In ICU patients it is more difficult due to;
- symptoms and signs difficult in these patients
- classic radiology signs difficult in ventilated patients
- biopsy often not able to be done
- Occurs in immune competent patients where there may be a low index of suspicion for this diagnosis
- Colonisation is common in patients, and so distinguishing colonisation from invasive disease may be difficult
b)
Background history
- Neutropenia > 10 days and immunosuppressed
- HIV,
- Haematological or oncological malignancy treated with cytotoxics
- Congenital or acquired immunodeficiency
- Prolonged steroid use,
- Chronic airflow limitation
- Bone marrow transplant,
- Cirrhosis or acute hepatic failure,
- Solid organ transplant,
- Chronic renal failure
Acute clinical features
- Fever refractory > 3 days Rx
- Pleuritic chest pain
- Pleural rub
- Dyspnea
- Haemoptysis
- Worsening respiratory insufficiency in spite of adequate antibiotic and ventilator support
c)
Radiology
- CT scan:
- Halo sign (pulmonary mass surrounded by ground glass)

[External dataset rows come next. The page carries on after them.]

fn render(
    stdout: &mut Stdout,
    session: &Session,
    renderer: &mut Renderer,
    grid_w: usize,
    grid_h: usize,
) -> io::Result<()> {
    let game = &session.game;
    stdout.queue(MoveTo(0, 0))?;

    let (term_w, term_h) = terminal::size()?;
    let fits = required_size(grid_w, grid_h).filter(|&(w, h)| term_w >= w && term_h >= h);
    let Some((needed_w, needed_h)) = fits else {
        stdout.queue(Clear(ClearType::All))?;
        let msg = format!(
            "Terminal too small. Need at least {}x{} (cols x rows). Current: {}x{}.",
            grid_w.saturating_mul(CELL_W),
            grid_h.saturating_add(3),
            term_w,
            term_h
        );
        stdout.queue(Print(msg))?;
        stdout.flush()?;
        renderer.needs_full = true;
        return Ok(());
    };

    let origin_x = (term_w - needed_w) / 2;
    let origin_y = (term_h - needed_h) / 2 + 1;
    if origin_x != renderer.origin_x || origin_y != renderer.origin_y {
        renderer.origin_x = origin_x;
        renderer.origin_y = origin_y;
        renderer.needs_full = true;
    }

    let hud = format!(
        "{:?}  Players: {} (next: {})  Seed: {}  [s]tart [p]ause [r]eset [+/-] players [q]uit",
        game.state(),
        session.players,
        session.pending_players,
        game.seed()
    );
    if renderer.needs_full || hud != renderer.last_hud {
        stdout.queue(MoveTo(renderer.origin_x, renderer.origin_y - 1))?;
        stdout.queue(SetForegroundColor(Color::White))?;
        stdout.queue(Clear(ClearType::CurrentLine))?;
        stdout.queue(Print(&hud))?;
        stdout.queue(ResetColor)?;
        renderer.last_hud = hud;
    }

    let frame = compose(game, grid_w, grid_h);
    for y in 0..grid_h {
        for x in 0..grid_w {
            let idx = y * grid_w + x;
            let cell = frame[idx];
            if renderer.needs_full || cell != renderer.last[idx] {
                renderer.last[idx] = cell;
                draw_cell(stdout, renderer, x, y, cell)?;
            }
        }
    }
    renderer.needs_full = false;

    let status_y = renderer.origin_y + grid_h as u16;
    stdout.queue(MoveTo(renderer.origin_x, status_y))?;
    stdout.queue(Clear(ClearType::CurrentLine))?;
    if let Some(outcome) = game.outcome() {
        let (name, color) = agent_color(outcome.winner);
        let line = match outcome.kind {
            WinKind::ReachedGoal => format!("🏆 {} mouse WINS! (r to play again)", name),
            WinKind::Caught { quarry } => format!(
                "🏆 {} cat caught the {} mouse! (r to play again)",
                name,
                agent_color(quarry).0
            ),
        };
        stdout.queue(SetForegroundColor(color))?;
        stdout.queue(Print(line))?;
        stdout.queue(ResetColor)?;
    }

    stdout.flush()?;
    Ok(())
}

- Air crescent sign (crescentic radiolucencies around a nodular consolidation)
Respiratory secretions-BAL
- Microscopy showing branched hyphae
- Galactomannan antigen
- PCR
- MALDI tof
Blood
- PCR
- Galactomannan Ag; low sensitivity and difficult to interpret in immune competent patients and
- interaction with Tazocin
- MALDI tof
Biopsy
Discussion
Invasive aspergillosis is discussed at greater lengths in the Required Reading section.
Briefly,
a) Discuss the difficulties in confirming a diagnosis of invasive pulmonary aspergillosis (IPA) in this patient. (applied in general, to all ICU patients)
- ICU patients will have nonspecific signs, buried under other signs, and often no history.
- Radiological diagnosis may be obscured by othr pathology, or may be logistically difficult
- Biopsy is frequently impossible
- Immunocompetent individuals are not suspected, yet may still develop the disease
- Clinically insignificant colonisation is common, but will yield the same positive diagnostic results as active invasive disease.
- Diagnostic test accuracy may be confounded by many factors, eg. concurrent β-lactam therapy.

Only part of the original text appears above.